Today was supposed to be a continuation to near completion of the cycling to Kashgar. Things turned out a little differently.
I awoke at my usual early time & cooked up a breakfast of rice porridge with milk. Nick emerged from his tent suffering from a stomach bug. It was going to be tough &fslow day for Nick & me respectively. Nick tried to cycle but after 30km & with 100km to go it was too much, so we stopped & tried our hand at hitchhiking. It didn't go so well, there just wasn't any traffic on the road. Eventually a car stopped & said that he could take us but only from the next village where he needed to drop some people off. He told us that this village was only a couple of kilometres away & all downhill. We thought he was a taxi driver & would charge us big bucks for the ride, my guide quoted a figure of $120 for a car from Kashgar to the border. However we seemed to have little option than to continue anyway. We met the guy in the village & it turned out that he wasn't a taxi driver, he just wanted to help. First he paid for our lunch (we had no Yuan & there was no facility for changing money in the village), then he organised a taxi for us to Kashgar. The latter step involved him driving to the next town, finding a taxi, agreeing on a reasonable price ($19 for a journey of 110km) & getting the taxi to come back & pick us up (there wasn't room in his car to take us with him). When he found a cab he phoned the caf?& confirmed that it was communications & the price, & requested that we let him know how everything went. The taxi duely arrived & took us to where we wanted to go in Kashgar as agreed. We owed many thanks to the kindness of a stranger.
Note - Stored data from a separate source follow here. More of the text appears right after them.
pub mod detect;
pub mod fallback;
pub mod pool;
pub mod profile;
pub mod walker;

// Re-exports from submodules
pub use detect::{detect_language, Language};
pub use pool::{ParserRegistry, ParserSet};
pub use profile::{FallbackFamily, GrammarProfile};

use serde::{Deserialize, Serialize};
use tracing::{debug, warn};

use crate::common::{
    content_hash, find_char_boundary_before, generate_unit_id, safe_str_slice, LineIndex,
};
use crate::config::AnalysisConfig;
use crate::error::ParseError;

/// Language key recorded for files no profile recognises.
pub const UNKNOWN_LANGUAGE: &str = "unknown";

/// Kind of semantic unit extracted from source code
#[derive(Debug, Clone, Copy, PartialEq, Eq, Hash, PartialOrd, Ord, Serialize, Deserialize)]
#[serde(rename_all = "snake_case")]
pub enum UnitType {
    /// Whole-file unit emitted when nothing finer was found
    Module,
    /// Top-level function (including assignment-style definitions)
    Function,
    /// Function inside a class body
    Method,
    /// Class, struct, enum or impl block
    Class,
    /// Import statement, recorded verbatim
    Import,
    /// Export wrapper that holds no function or class
    Export,
    /// Interface, trait or protocol
    Interface,
    TypeAlias,
}

impl UnitType {
    pub fn as_str(&self) -> &'static str {
        match self {
            UnitType::Module => "module",
            UnitType::Function => "function",
            UnitType::Method => "method",
            UnitType::Class => "class",
            UnitType::Import => "import",
            UnitType::Export => "export",
            UnitType::Interface => "interface",
            UnitType::TypeAlias => "type_alias",
        }
    }

    /// Units that can make calls and be called.
    pub fn is_callable(&self) -> bool {
        matches!(self, UnitType::Function | UnitType::Method)
    }
}

/// One named, located piece of source structure.
///
/// `code` is always `content[byte_start..byte_end]` of the owning file.
#[derive(Debug, Clone, PartialEq, Eq, Serialize, Deserialize)]
pub struct CodeUnit {
    /// Position-based ID, see [`crate::common::generate_unit_id`]
    pub unit_id: String,
    pub unit_type: UnitType,
    pub name: String,
    /// `"Parent.name"` for methods, else `name`
    pub qualified_name: String,
    pub code: String,
    pub byte_start: usize,
    pub byte_end: usize,
    /// 1-indexed, inclusive
    pub line_start: usize,
    /// 1-indexed, inclusive
    pub line_end: usize,
    pub file_path: String,
    pub language: String,
    pub parent_class: Option<String>,
    pub docstring: Option<String>,
    /// Methods in source order; only populated for classes
    #[serde(default, skip_serializing_if = "Vec::is_empty")]
    pub children: Vec<CodeUnit>,
}

impl CodeUnit {
    /// Graph key: `"file_path:qualified_name"`.
    pub fn key(&self) -> String {
        unit_key(&self.file_path, &self.qualified_name)
    }

    pub fn with_docstring(mut self, docstring: Option<String>) -> Self {
        self.docstring = docstring;
        self
    }
}

/// Build a graph key from its parts.
pub fn unit_key(file_path: &str, qualified_name: &str) -> String {
    format!("{}:{}", file_path, qualified_name)
}

/// Which extractor produced a file's units.
#[derive(Debug, Clone, Copy, PartialEq, Eq, Hash, PartialOrd, Ord, Serialize, Deserialize)]
#[serde(rename_all = "snake_case")]
pub enum ParseStrategy {
    Grammar,
    Indentation,
    Brace,
    WholeFile,
}

impl ParseStrategy {
    pub fn as_str(&self) -> &'static str {
        match self {
            ParseStrategy::Grammar => "grammar",
            ParseStrategy::Indentation => "indentation",
            ParseStrategy::Brace => "brace",
            ParseStrategy::WholeFile => "whole_file",
        }
    }
}

/// One input file, as handed over by the fetch collaborator.
#[derive(Debug, Clone, PartialEq, Eq, Serialize, Deserialize)]
pub struct SourceInput {
    pub file_path: String,
    pub content: String,
    pub language_hint: Option<String>,
}

impl SourceInput {
    pub fn new(file_path: impl Into<String>, content: impl Into<String>) -> Self {
        Self {
            file_path: file_path.into(),
            content: content.into(),
            language_hint: None,
        }
    }

    pub fn with_hint(mut self, hint: impl Into<String>) -> Self {
        self.language_hint = Some(hint.into());
        self
    }
}

/// One source file's parse result.
#[derive(Debug, Clone, PartialEq, Eq, Serialize, Deserialize)]
pub struct ParsedFile {
    pub file_path: String,
    pub language: String,
    pub content: String,
    /// SHA-256 of `content`, hex
    pub content_hash: String,
    /// Top-level non-class units
    pub functions: Vec<CodeUnit>,
    /// Top-level classes, each carrying its methods
    pub classes: Vec<CodeUnit>,
    pub imports: Vec<CodeUnit>,
    pub module_doc: Option<String>,
    pub strategy: ParseStrategy,
    pub parse_success: bool,
    /// Coded message (`"VSP-PRS-001: ..."`) when the grammar path failed
    pub parse_error: Option<String>,
}

impl ParsedFile {
    /// `len(functions) + Σ(1 + len(children))` over classes
    pub fn total_units(&self) -> usize {
        self.functions.len()
            + self
                .classes
                .iter()
                .map(|c| 1 + c.children.len())
                .sum::<usize>()
    }

    /// Functions, classes, and methods in source order (imports excluded).
    pub fn units(&self) -> impl Iterator<Item = &CodeUnit> {
        self.functions.iter().chain(
            self.classes
                .iter()
                .flat_map(|c| std::iter::once(c).chain(c.children.iter())),
        )
    }

    /// Function and method units.
    pub fn callables(&self) -> impl Iterator<Item = &CodeUnit> {
        self.units().filter(|u| u.unit_type.is_callable())
    }
}

/// Units extracted by either the walker or the fallback.
#[derive(Debug, Clone, Default)]
pub struct Extraction {
    pub functions: Vec<CodeUnit>,
    pub classes: Vec<CodeUnit>,
    pub imports: Vec<CodeUnit>,
    pub module_doc: Option<String>,
}

impl Extraction {
    /// No function-like or class unit was found
    pub fn is_structureless(&self) -> bool {
        self.functions.is_empty() && self.classes.is_empty()
    }
}

/// Borrowed view of one file used while building units.
#[derive(Debug)]
pub struct SourceText<'a> {
    pub file_path: &'a str,
    pub language: Option<Language>,
    pub content: &'a str,
    pub lines: LineIndex,
}

impl<'a> SourceText<'a> {
    pub fn new(file_path: &'a str, language: Option<Language>, content: &'a str) -> Self {
        Self {
            file_path,
            language,
            content,
            lines: LineIndex::new(content),
        }
    }

    pub fn language_key(&self) -> &'static str {
        self.language.map(|l| l.key()).unwrap_or(UNKNOWN_LANGUAGE)
    }

    /// Build a unit over `content[start..end]`.
    pub fn unit(
        &self,
        unit_type: UnitType,
        name: impl Into<String>,
        parent_class: Option<&str>,
        start: usize,
        end: usize,
    ) -> Result<CodeUnit, ParseError> {
        let code = safe_str_slice(self.content, start, end).ok_or_else(|| ParseError::InvalidSpan {
            path: self.file_path.to_string(),
            start,
            end,
        })?;
        Ok(self.build(unit_type, name.into(), parent_class, start, end, code))
    }

    /// Build a unit after snapping the span onto character boundaries.
    ///
    /// Used by the heuristic extractors, whose spans come from line arithmetic.
    pub fn unit_clamped(
        &self,
        unit_type: UnitType,
        name: impl Into<String>,
        parent_class: Option<&str>,
        start: usize,
        end: usize,
    ) -> CodeUnit {
        let end = find_char_boundary_before(self.content, end);
        let start = find_char_boundary_before(self.content, start.min(end));
        let code = &self.content[start..end];
        self.build(unit_type, name.into(), parent_class, start, end, code)
    }

    fn build(
        &self,
        unit_type: UnitType,
        name: String,
        parent_class: Option<&str>,
        start: usize,
        end: usize,
        code: &str,
    ) -> CodeUnit {
        let qualified_name = match parent_class {
            Some(parent) => format!("{}.{}", parent, name),
            None => name.clone(),
        };
        CodeUnit {
            unit_id: generate_unit_id(self.file_path, start, end),
            unit_type,
            name,
            qualified_name,
            code: code.to_string(),
            byte_start: start,
            byte_end: end,
            line_start: self.lines.line_of(start),
            line_end: self.lines.last_line_of(start, end),
            file_path: self.file_path.to_string(),
            language: self.language_key().to_string(),
            parent_class: parent_class.map(str::to_string),
            docstring: None,
            children: Vec::new(),
        }
    }
}

/// True when the input should bypass every structural extractor.
fn is_pathological(content: &str, config: &AnalysisConfig) -> bool {
    content.len() > config.max_file_bytes
        || content.lines().any(|line| line.len() > config.max_line_bytes)
}

/// Parse one file.
///
/// Never fails: grammar unavailability routes to the fallback silently,
/// grammar failures are recorded in `parse_error` and also route to the
/// fallback, and the fallback always yields at least one unit.
pub fn parse_source(
    parsers: &mut ParserSet<'_>,
    input: &SourceInput,
    config: &AnalysisConfig,
) -> ParsedFile {
    let language = detect_language(&input.file_path, input.language_hint.as_deref());
    let src = SourceText::new(&input.file_path, language, &input.content);

    let mut parse_error = None;
    let (extraction, strategy) = if is_pathological(&input.content, config) {
        debug!(file = %input.file_path, bytes = input.content.len(), "oversized or minified input");
        (fallback::whole_file(&src, config), ParseStrategy::WholeFile)
    } else {
        match language {
            Some(lang) => match walker::parse_with_grammar(parsers, lang, &src, config) {
                Ok(extraction) => (extraction, ParseStrategy::Grammar),
                Err(err) if err.is_unavailable() => {
                    debug!(file = %input.file_path, language = %lang, "no grammar, using fallback");
                    fallback::extract(&src, config)
                }
                Err(err) => {
                    warn!(file = %input.file_path, error = %err, "grammar parse failed, using fallback");
                    parse_error = Some(err.coded_message());
                    fallback::extract(&src, config)
                }
            },
            None => (fallback::whole_file(&src, config), ParseStrategy::WholeFile),
        }
    };

    debug!(
        file = %input.file_path,
        strategy = strategy.as_str(),
        functions = extraction.functions.len(),
        classes = extraction.classes.len(),
        imports = extraction.imports.len(),
        "parsed"
    );

    ParsedFile {
        file_path: input.file_path.clone(),
        language: src.language_key().to_string(),
        content: input.content.clone(),
        content_hash: content_hash(&input.content),
        functions: extraction.functions,
        classes: extraction.classes,
        imports: extraction.imports,
        module_doc: extraction.module_doc,
        strategy,
        parse_success: parse_error.is_none(),
        parse_error,
    }
}

#[cfg(test)]
mod tests {
    use super::*;

    fn parse(path: &str, content: &str) -> ParsedFile {
        let registry = ParserRegistry::new();
        let mut parsers = ParserSet::new(&registry);
        parse_source(&mut parsers, &SourceInput::new(path, content), &AnalysisConfig::default())
    }

    #[test]
    fn test_unit_code_matches_span() {
        let src = SourceText::new("a.py", Some(Language::Python), "x = 1\ndef f():\n    pass\n");
        let unit = src.unit(UnitType::Function, "f", None, 6, 24).unwrap();
        assert_eq!(unit.code, "def f():\n    pass\n");
        assert_eq!(unit.line_start, 2);
        assert_eq!(unit.line_end, 3);
        assert_eq!(unit.qualified_name, "f");
        assert_eq!(unit.language, "python");
    }

    #[test]
    fn test_unit_invalid_span_is_error() {
        let src = SourceText::new("a.py", None, "abc");
        let err = src.unit(UnitType::Function, "f", None, 2, 10).unwrap_err();
        assert!(matches!(err, ParseError::InvalidSpan { .. }));
    }

    #[test]
    fn test_method_qualified_name() {
        let src = SourceText::new("a.py", None, "abc");
        let unit = src.unit(UnitType::Method, "run", Some("Job"), 0, 3).unwrap();
        assert_eq!(unit.qualified_name, "Job.run");
        assert_eq!(unit.key(), "a.py:Job.run");
        assert_eq!(unit.language, UNKNOWN_LANGUAGE);
    }

    #[test]
    fn test_grammar_strategy_for_linked_language() {
        let file = parse("m.py", "def f():\n    return 1\n");
        assert_eq!(file.strategy, ParseStrategy::Grammar);
        assert!(file.parse_success);
        assert_eq!(file.functions.len(), 1);
        assert_eq!(file.content_hash.len(), 64);
    }

    #[test]
    fn test_profile_only_language_routes_to_fallback() {
        let file = parse("main.go", "func main() {\n\tgo()\n}\n");
        assert_eq!(file.strategy, ParseStrategy::Brace);
        assert!(file.parse_success, "unavailable grammar is not a failure");
        assert!(file.parse_error.is_none());
        assert_eq!(file.functions[0].name, "main");
    }

    #[test]
    fn test_unknown_extension_is_whole_file() {
        let file = parse("notes.txt", "x = 1\ny = 2");
        assert_eq!(file.strategy, ParseStrategy::WholeFile);
        assert_eq!(file.language, UNKNOWN_LANGUAGE);
        assert_eq!(file.total_units(), 1);
        assert_eq!(file.functions[0].unit_type, UnitType::Module);
        assert_eq!(file.functions[0].code, "x = 1\ny = 2");
    }

    #[test]
    fn test_minified_line_skips_grammar() {
        let long_line = format!("var a = [{}];", "1,".repeat(15_000));
        let file = parse("bundle.min.js", &long_line);
        assert_eq!(file.strategy, ParseStrategy::WholeFile);
        assert_eq!(file.total_units(), 1);
    }

    #[test]
    fn test_total_units_counts_methods() {
        let file = parse(
            "shapes.py",
            "class Shape:\n    def area(self):\n        return 0\n    def name(self):\n        return 's'\n\ndef helper():\n    pass\n",
        );
        assert_eq!(file.classes.len(), 1);
        assert_eq!(file.classes[0].children.len(), 2);
        assert_eq!(file.total_units(), 4);
        assert_eq!(file.callables().count(), 3);
    }
}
I would have loved to have cycled into Kashgar. The countryside was no less spectacular & characterful than that which we had ridden from the border. As we approached Kashgar the terrain became more dominated by humans, by cropland & settlements. The crops were the same as on the other side of the mountains in Kyrgyzstan however the settlements had quite a different feeling to them. They felt more Asian, free of the Russian/Soviet influences that Kyrgyzstan had. I imagined that Kyrgyzstan may have been like this had the Russians not come through in the 19C & that Kashgaria (the area around Kashgar) was 'pure' Central Asia. Of course this is wrong, as the Chinese have greatly influenced this part of Central Asia as much as the Russians/Soviets did theirs. There was no doubting that the Chinese influence made the place more oriental & I liked that.
Kashgar turned out to be, as expected, not a particularly 'local' city. Our hotel of choice was a large affair, located where the old Russian consulate had been at the time of the Great Game. It had a large range of rooms & we took a couple of beds in a pleasant dorm. The area of town was thoroughly modern with modern Chinese buildings surrounding the hotel. Only after dinner (delicious, eaten at a Chinese restaurant) did I venture for a short stroll into the old non-Chinese part of town. Tomorrow I'll explore more thoroughly & report.